Я целовал ее в плечо. Но это было не то. Я смутно чувствовал, что за этим скрывалось что-то еще, что-то главное, что ускользало от меня. Мое сердце сильно билось, и я целовал ее в нос, в волосы, в шею, а мне все больше и больше чего-то не хватало; я понимал, что этого недостаточно, что надо было идти дальше, значительно дальше, и в конце концов, потеряв голову от любви и исступления, я сел на траву и снял галошу.

— Хочешь, я ее съем?

Хочет ли она! Ха! Конечно же хочет, ну же! Это была настоящая маленькая женщина.
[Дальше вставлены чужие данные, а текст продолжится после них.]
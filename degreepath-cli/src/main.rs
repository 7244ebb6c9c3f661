// degreepath, a transcript auditing engine
// Copyright (C) 2022 University College London

// This program is free software: you can redistribute it and/or modify
// it under the terms of the GNU Affero General Public License as
// published by the Free Software Foundation, either version 3 of the
// License, or (at your option) any later version.

// This program is distributed in the hope that it will be useful,
// but WITHOUT ANY WARRANTY; without even the implied warranty of
// MERCHANTABILITY or FITNESS FOR A PARTICULAR PURPOSE.  See the
// GNU Affero General Public License for more details.

// You should have received a copy of the GNU Affero General Public License
// along with this program.  If not, see <https://www.gnu.org/licenses/>.

use std::collections::HashMap;
use std::fs;
use std::path::PathBuf;
use std::process::ExitCode;

use clap::Parser;
use colored::Colorize;
use degreepath_core::load::{self, Specification, TranscriptDocument};
use degreepath_core::result::ResultStatus;
use degreepath_core::{AuditDeadline, DegreepathError};
use tracing_subscriber::EnvFilter;

#[derive(Debug, thiserror::Error)]
enum CliError {
    #[error("failed to read {path}: {source}")]
    Read {
        path: PathBuf,
        #[source]
        source: std::io::Error,
    },
    #[error("failed to load {path}: {source}")]
    Load {
        path: PathBuf,
        #[source]
        source: degreepath_core::LoadError,
    },
    #[error(transparent)]
    Audit(#[from] DegreepathError),
}

#[derive(Parser, Debug)]
#[command(name = "degreepath", about = "Audit a transcript against an area specification")]
struct Args {
    /// Path to the area specification (YAML or JSON).
    area: PathBuf,

    /// Path to the student transcript (YAML or JSON).
    transcript: PathBuf,

    /// Upper bound on solver iterations before falling back to a
    /// best-effort result.
    #[arg(long, default_value_t = 250_000)]
    max_iterations: usize,

    /// Emit the full result tree as JSON instead of a human summary.
    #[arg(long)]
    json: bool,

    #[arg(short, long, action = clap::ArgAction::Count)]
    verbose: u8,
}

fn load_area(path: &PathBuf) -> Result<Specification, CliError> {
    let text = fs::read_to_string(path).map_err(|source| CliError::Read {
        path: path.clone(),
        source,
    })?;
    let loader = if is_yaml(path) {
        load::load_specification_yaml
    } else {
        load::load_specification_json
    };
    loader(&text).map_err(|source| CliError::Load {
        path: path.clone(),
        source,
    })
}

fn load_transcript(path: &PathBuf) -> Result<TranscriptDocument, CliError> {
    let text = fs::read_to_string(path).map_err(|source| CliError::Read {
        path: path.clone(),
        source,
    })?;
    let loader = if is_yaml(path) {
        load::load_transcript_yaml
    } else {
        load::load_transcript_json
    };
    loader(&text).map_err(|source| CliError::Load {
        path: path.clone(),
        source,
    })
}

fn is_yaml(path: &PathBuf) -> bool {
    matches!(
        path.extension().and_then(|ext| ext.to_str()),
        Some("yaml") | Some("yml")
    )
}

fn status_label(status: ResultStatus) -> colored::ColoredString {
    match status {
        ResultStatus::Done => "done".green(),
        ResultStatus::Waived => "waived".green(),
        ResultStatus::PendingCurrent | ResultStatus::PendingRegistered | ResultStatus::PendingApproval => {
            "pending".yellow()
        }
        ResultStatus::NeedsMoreItems => "needs-more-items".yellow(),
        ResultStatus::Empty => "empty".red(),
        ResultStatus::FailedInvariant => "failed".red(),
    }
}

fn run(args: Args) -> Result<ExitCode, CliError> {
    let spec = load_area(&args.area)?;
    let transcript = load_transcript(&args.transcript)?;

    let mut ctx = load::build_context(transcript, &spec, HashMap::new());
    let mut deadline = AuditDeadline::new(args.max_iterations);

    let result = spec.result.audit(&mut ctx, &mut deadline)?;

    if args.json {
        println!(
            "{}",
            serde_json::to_string_pretty(&result).expect("result is always serializable")
        );
    } else {
        let status = result.status();
        println!(
            "{} {}",
            status_label(status),
            format!("(rank {}/{})", result.rank().0, result.rank().1).dimmed()
        );
    }

    Ok(if result.status().is_passing() {
        ExitCode::SUCCESS
    } else {
        ExitCode::FAILURE
    })
}

fn main() -> ExitCode {
    let args = Args::parse();

    let filter = match args.verbose {
        0 => EnvFilter::try_from_default_env().unwrap_or_else(|_| EnvFilter::new("warn")),
        1 => EnvFilter::new("info"),
        _ => EnvFilter::new("debug"),
    };
    tracing_subscriber::fmt().with_env_filter(filter).init();

    match run(args) {
        Ok(code) => code,
        Err(err) => {
            eprintln!("{} {err}", "error:".red().bold());
            ExitCode::FAILURE
        }
    }
}
//! A named, possibly-waived wrapper around a single child rule. Naming
//! requirements is what lets a `reference` rule elsewhere in the tree point
//! back at one without duplicating it (§4.1).

use serde::{Deserialize, Serialize};

use crate::context::RequirementContext;
use crate::error::DegreepathError;
use crate::result::{done_rank, empty_rank, RequirementRuleResult, ResultStatus, RuleResult};
use crate::rule::{Rule, RulePath};
use crate::solver::AuditDeadline;

#[derive(Clone, PartialEq, Debug, Serialize, Deserialize)]
pub struct RequirementRule {
    pub path: RulePath,
    pub name: String,
    pub result: Box<Rule>,
    #[serde(default)]
    pub message: Option<String>,
    /// Left for human review — audited without evaluating `result` (§4.3).
    #[serde(default)]
    pub is_audited: bool,
    #[serde(default)]
    pub is_contract: bool,
    #[serde(default)]
    pub in_gpa: bool,
    #[serde(default)]
    pub disjoint: Option<bool>,
}

pub fn audit(
    rule: &RequirementRule,
    ctx: &mut RequirementContext,
    deadline: &mut AuditDeadline,
) -> Result<RuleResult, DegreepathError> {
    if ctx.get_waive_exception(&rule.path) {
        let result = RuleResult::Requirement(RequirementRuleResult {
            path: rule.path.clone(),
            status: ResultStatus::Waived,
            rank: done_rank(),
            name: rule.name.clone(),
            result: None,
        });
        ctx.record_requirement_result(&rule.name, result.status(), result.rank());
        return Ok(result);
    }

    if rule.is_audited {
        let result = RuleResult::Requirement(RequirementRuleResult {
            path: rule.path.clone(),
            status: ResultStatus::PendingApproval,
            rank: empty_rank(),
            name: rule.name.clone(),
            result: None,
        });
        ctx.record_requirement_result(&rule.name, result.status(), result.rank());
        return Ok(result);
    }

    let inner = rule.result.audit(ctx, deadline)?;
    let status = inner.status();
    let rank = inner.rank();

    ctx.record_requirement_result(&rule.name, status, rank);

    Ok(RuleResult::Requirement(RequirementRuleResult {
        path: rule.path.clone(),
        status,
        rank,
        name: rule.name.clone(),
        result: Some(Box::new(inner)),
    }))
}

#[cfg(test)]
mod tests {
    use super::*;
    use crate::rule::CourseRule;

    fn body() -> Box<Rule> {
        Box::new(Rule::Course(CourseRule {
            path: RulePath::root().child("BIO 101"),
            course: "BIO 101".to_string(),
            course_type: None,
            allow_claimed: false,
            grade: None,
        }))
    }

    #[test]
    fn audited_requirement_is_pending_without_evaluating_body() {
        let mut ctx = RequirementContext::empty();
        let rule = RequirementRule {
            path: RulePath::root().child("Major"),
            name: "Major".to_string(),
            result: body(),
            message: None,
            is_audited: true,
            is_contract: false,
            in_gpa: false,
            disjoint: None,
        };

        let mut deadline = AuditDeadline::unbounded();
        let result = audit(&rule, &mut ctx, &mut deadline).unwrap();

        assert_eq!(result.status(), ResultStatus::PendingApproval);
        match result {
            RuleResult::Requirement(r) => assert!(r.result.is_none()),
            _ => panic!("expected a requirement result"),
        }
    }
}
Она положила серсо на землю и села на корточки. Мне показалось, что в ее глазах мелькнуло уважение. Большего я и не просил. Я взял перочинный нож и отрезал от галоши первый кусочек. Она внимательно следила за мной.

— Ты будешь есть ее сырой?

— Да.

Я проглотил один кусочек, затем другой. Наконец-то ее глаза сияли от восхищения, и я чувствовал себя мужчиной. И был прав. Я прошел через ученичество. Я отрезал кусочек побольше, слегка отдуваясь между глотками, и продолжал в том же духе довольно долго, пока на лбу у меня не выступил холодный пот. Но я не остановился и после этого и, стиснув зубы и пересиливая тошноту, собрался с силами, чтобы не спасовать; с тех пор мне нередко приходилось поступать как настоящему мужчине.

Мне стало очень плохо, и меня забрали в больницу. Когда меня несли на носилках «скорой помощи», мама рыдала, Анеля выла, а девушки из ателье охали. Я очень гордился собой.

Через двадцать лет детская любовь вдохновила меня на написание моего первого романа «Европейское воспитание», а также на некоторые эпизоды в «Большой раздевалке».

Еще долго после этого, странствуя по свету, я возил с собой надрезанную ножом детскую галошу. В двадцать пять, в тридцать, в сорок лет галоша всегда была при мне, стоило только протянуть руку. И любой момент я был готов приняться за нее, чтобы вновь показать себя с лучшей стороны. Но этого не понадобилось. Жизнь не повторяется дважды. В конце концов я где-то потерял ее.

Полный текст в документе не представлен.